INSTRUCTIONS FOR THE TASK = From the records below, copy out each line that has the word "TrajectoryFollower".

INPUT DATA below:

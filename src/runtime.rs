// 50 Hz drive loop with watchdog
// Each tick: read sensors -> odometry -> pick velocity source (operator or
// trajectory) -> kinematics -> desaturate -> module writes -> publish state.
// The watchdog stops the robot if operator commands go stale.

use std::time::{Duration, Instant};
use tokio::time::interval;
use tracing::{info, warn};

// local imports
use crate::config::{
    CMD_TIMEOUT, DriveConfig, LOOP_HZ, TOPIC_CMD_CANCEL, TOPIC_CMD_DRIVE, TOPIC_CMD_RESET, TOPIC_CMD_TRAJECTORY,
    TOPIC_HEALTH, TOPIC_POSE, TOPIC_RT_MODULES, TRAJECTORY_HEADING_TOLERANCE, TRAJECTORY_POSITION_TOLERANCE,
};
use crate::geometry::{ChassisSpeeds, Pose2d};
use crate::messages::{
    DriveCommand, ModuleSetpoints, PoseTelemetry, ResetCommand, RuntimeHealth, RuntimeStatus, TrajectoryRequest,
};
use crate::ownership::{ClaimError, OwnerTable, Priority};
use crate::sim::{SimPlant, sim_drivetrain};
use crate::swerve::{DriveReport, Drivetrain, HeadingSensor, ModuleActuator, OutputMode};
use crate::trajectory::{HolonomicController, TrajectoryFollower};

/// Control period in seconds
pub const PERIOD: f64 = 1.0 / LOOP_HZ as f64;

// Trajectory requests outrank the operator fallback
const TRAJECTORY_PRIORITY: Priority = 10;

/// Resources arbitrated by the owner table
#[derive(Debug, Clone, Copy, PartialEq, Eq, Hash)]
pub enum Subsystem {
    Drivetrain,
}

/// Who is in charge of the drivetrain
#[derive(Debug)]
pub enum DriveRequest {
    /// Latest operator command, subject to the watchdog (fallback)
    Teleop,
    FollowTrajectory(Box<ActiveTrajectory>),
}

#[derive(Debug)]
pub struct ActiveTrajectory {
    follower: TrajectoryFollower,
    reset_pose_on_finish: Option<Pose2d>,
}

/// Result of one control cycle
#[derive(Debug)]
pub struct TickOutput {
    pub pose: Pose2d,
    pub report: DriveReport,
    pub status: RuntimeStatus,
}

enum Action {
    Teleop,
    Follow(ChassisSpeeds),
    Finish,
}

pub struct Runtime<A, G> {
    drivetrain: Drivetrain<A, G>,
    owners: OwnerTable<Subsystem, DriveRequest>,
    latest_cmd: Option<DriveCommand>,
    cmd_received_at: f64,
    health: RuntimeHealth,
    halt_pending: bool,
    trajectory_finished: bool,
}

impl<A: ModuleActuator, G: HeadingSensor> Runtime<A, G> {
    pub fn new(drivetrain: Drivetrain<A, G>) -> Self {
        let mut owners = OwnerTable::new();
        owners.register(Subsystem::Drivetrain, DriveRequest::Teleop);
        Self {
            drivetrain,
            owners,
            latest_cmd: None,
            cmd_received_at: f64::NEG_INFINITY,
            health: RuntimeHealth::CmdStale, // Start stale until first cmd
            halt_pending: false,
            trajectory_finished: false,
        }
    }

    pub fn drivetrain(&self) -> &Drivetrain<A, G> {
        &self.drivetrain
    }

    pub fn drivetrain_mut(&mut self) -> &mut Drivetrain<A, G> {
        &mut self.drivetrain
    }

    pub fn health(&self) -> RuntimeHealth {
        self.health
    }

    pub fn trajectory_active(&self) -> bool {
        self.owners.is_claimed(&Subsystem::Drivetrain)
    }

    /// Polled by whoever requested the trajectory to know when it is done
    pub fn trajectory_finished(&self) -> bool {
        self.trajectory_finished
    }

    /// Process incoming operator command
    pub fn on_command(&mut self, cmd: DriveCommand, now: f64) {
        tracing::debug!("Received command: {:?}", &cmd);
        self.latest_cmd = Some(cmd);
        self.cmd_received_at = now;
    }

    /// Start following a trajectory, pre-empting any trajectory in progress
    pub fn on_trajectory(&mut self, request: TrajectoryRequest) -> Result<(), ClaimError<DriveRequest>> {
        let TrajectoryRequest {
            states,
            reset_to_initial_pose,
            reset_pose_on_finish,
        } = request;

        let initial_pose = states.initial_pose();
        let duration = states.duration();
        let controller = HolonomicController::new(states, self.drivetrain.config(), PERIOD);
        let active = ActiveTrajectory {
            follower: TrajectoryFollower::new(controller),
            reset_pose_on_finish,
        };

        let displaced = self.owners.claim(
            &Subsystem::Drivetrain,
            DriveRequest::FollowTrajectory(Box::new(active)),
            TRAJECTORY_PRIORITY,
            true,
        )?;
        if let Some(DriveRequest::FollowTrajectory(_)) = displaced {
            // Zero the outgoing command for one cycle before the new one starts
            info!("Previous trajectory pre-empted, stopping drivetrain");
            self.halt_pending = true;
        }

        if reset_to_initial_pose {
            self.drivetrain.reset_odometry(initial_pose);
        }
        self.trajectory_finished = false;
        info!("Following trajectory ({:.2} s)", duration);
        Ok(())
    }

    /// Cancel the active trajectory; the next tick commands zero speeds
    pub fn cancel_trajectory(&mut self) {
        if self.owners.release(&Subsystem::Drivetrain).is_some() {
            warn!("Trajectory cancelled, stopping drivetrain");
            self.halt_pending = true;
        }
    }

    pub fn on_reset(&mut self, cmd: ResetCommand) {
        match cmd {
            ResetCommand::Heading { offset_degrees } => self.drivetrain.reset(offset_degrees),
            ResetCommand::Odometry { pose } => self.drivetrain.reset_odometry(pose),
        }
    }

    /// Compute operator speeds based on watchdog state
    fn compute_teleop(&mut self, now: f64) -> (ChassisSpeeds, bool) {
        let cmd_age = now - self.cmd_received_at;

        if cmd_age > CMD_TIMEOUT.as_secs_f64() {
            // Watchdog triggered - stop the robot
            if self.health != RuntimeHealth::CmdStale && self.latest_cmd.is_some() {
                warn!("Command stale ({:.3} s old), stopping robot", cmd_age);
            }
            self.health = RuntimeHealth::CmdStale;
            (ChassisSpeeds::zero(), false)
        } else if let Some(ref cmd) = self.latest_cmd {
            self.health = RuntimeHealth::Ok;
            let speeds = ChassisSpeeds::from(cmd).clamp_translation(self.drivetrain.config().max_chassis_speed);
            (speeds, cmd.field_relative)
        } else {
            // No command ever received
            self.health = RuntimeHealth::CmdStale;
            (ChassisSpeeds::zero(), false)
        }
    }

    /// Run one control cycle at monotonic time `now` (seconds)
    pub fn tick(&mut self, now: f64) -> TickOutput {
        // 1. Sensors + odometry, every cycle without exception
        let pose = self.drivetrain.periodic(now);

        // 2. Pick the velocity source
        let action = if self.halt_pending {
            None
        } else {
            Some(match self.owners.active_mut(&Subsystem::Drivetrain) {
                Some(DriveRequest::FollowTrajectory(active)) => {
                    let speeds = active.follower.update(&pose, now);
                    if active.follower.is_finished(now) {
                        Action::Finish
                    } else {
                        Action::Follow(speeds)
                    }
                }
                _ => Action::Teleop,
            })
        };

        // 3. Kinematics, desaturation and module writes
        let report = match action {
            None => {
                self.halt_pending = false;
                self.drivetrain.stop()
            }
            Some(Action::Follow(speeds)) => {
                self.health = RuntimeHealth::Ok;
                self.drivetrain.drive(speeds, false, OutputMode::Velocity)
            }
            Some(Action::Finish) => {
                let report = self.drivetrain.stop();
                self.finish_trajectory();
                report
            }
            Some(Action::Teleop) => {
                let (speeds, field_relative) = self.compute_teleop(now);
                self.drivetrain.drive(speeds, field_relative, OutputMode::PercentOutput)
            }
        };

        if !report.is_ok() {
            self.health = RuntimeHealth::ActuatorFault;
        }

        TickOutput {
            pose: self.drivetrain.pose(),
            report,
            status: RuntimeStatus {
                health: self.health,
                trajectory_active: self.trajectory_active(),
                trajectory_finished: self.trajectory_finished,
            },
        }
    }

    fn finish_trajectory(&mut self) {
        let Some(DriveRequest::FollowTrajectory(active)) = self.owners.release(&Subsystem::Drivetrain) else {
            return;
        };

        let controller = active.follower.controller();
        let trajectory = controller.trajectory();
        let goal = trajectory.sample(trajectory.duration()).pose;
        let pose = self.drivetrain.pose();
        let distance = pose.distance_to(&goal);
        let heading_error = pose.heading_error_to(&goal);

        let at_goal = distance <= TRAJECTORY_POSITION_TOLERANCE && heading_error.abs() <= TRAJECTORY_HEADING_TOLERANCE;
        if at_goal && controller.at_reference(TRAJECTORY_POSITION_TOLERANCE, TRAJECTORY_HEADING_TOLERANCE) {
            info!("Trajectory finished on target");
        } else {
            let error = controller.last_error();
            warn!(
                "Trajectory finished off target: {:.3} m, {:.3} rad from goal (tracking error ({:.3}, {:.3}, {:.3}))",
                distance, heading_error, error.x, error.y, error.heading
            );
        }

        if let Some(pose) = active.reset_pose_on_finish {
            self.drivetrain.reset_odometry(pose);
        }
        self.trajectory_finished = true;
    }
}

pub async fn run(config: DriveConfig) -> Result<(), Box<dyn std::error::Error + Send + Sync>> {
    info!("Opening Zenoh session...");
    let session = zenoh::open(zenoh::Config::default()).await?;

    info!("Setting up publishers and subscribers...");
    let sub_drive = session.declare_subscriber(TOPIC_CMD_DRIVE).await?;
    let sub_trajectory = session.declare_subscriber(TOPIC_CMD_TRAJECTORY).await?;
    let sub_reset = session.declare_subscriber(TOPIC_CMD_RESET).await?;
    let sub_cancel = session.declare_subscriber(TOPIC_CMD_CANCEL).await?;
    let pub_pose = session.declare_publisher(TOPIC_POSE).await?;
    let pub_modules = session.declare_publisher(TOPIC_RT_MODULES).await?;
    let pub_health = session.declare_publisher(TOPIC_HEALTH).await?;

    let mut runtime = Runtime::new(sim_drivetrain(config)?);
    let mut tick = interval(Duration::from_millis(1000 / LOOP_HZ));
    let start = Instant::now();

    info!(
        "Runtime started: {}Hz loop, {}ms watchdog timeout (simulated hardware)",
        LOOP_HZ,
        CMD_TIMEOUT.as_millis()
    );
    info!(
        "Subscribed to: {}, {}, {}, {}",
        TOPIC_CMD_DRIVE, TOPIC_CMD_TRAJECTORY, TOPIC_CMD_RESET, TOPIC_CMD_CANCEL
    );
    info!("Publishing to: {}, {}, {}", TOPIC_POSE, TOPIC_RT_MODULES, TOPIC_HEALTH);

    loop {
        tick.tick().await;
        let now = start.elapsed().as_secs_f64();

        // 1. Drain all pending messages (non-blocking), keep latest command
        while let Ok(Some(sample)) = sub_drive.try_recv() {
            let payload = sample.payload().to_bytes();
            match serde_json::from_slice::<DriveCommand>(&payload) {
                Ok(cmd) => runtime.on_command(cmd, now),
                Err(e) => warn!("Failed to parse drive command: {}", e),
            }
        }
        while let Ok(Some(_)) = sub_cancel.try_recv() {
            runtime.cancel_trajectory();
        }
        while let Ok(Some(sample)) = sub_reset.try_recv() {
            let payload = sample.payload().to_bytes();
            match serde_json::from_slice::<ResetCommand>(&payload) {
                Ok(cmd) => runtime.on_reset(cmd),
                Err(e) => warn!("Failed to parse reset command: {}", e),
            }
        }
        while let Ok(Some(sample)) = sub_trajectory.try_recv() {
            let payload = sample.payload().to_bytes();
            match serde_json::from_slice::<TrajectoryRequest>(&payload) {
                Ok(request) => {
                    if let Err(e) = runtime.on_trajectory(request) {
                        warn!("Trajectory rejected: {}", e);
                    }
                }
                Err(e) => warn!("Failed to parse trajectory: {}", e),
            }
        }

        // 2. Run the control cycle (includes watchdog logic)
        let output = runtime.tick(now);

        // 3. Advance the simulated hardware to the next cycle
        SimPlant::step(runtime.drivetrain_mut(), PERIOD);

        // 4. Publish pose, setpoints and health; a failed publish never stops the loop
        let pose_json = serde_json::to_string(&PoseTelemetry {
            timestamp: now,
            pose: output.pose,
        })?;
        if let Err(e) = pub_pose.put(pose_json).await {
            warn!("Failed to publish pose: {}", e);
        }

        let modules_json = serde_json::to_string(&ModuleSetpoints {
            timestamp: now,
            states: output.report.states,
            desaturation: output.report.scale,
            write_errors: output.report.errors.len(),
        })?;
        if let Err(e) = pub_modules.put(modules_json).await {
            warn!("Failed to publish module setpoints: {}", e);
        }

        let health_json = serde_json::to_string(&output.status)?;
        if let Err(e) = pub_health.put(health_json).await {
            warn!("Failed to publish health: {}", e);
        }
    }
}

End of INPUT DATA.
INPUT DATA below:

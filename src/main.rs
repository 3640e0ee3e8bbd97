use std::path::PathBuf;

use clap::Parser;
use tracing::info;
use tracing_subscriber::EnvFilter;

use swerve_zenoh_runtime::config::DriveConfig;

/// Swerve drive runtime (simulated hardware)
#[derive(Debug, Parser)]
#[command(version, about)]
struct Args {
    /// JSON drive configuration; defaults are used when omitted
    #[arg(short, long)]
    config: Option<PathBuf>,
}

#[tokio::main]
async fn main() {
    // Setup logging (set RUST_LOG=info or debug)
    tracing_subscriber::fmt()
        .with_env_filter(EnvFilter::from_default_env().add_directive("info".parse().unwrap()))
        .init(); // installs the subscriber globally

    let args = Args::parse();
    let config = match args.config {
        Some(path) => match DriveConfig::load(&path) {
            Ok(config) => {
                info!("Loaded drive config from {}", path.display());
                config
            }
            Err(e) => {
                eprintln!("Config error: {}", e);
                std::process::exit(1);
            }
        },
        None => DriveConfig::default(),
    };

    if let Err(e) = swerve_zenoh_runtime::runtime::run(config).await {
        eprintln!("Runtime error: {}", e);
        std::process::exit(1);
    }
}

End of INPUT DATA.

SOLUTION TO THE EXERCISE =
use crate::trajectory::{HolonomicController, TrajectoryFollower};
    follower: TrajectoryFollower,
            follower: TrajectoryFollower::new(controller),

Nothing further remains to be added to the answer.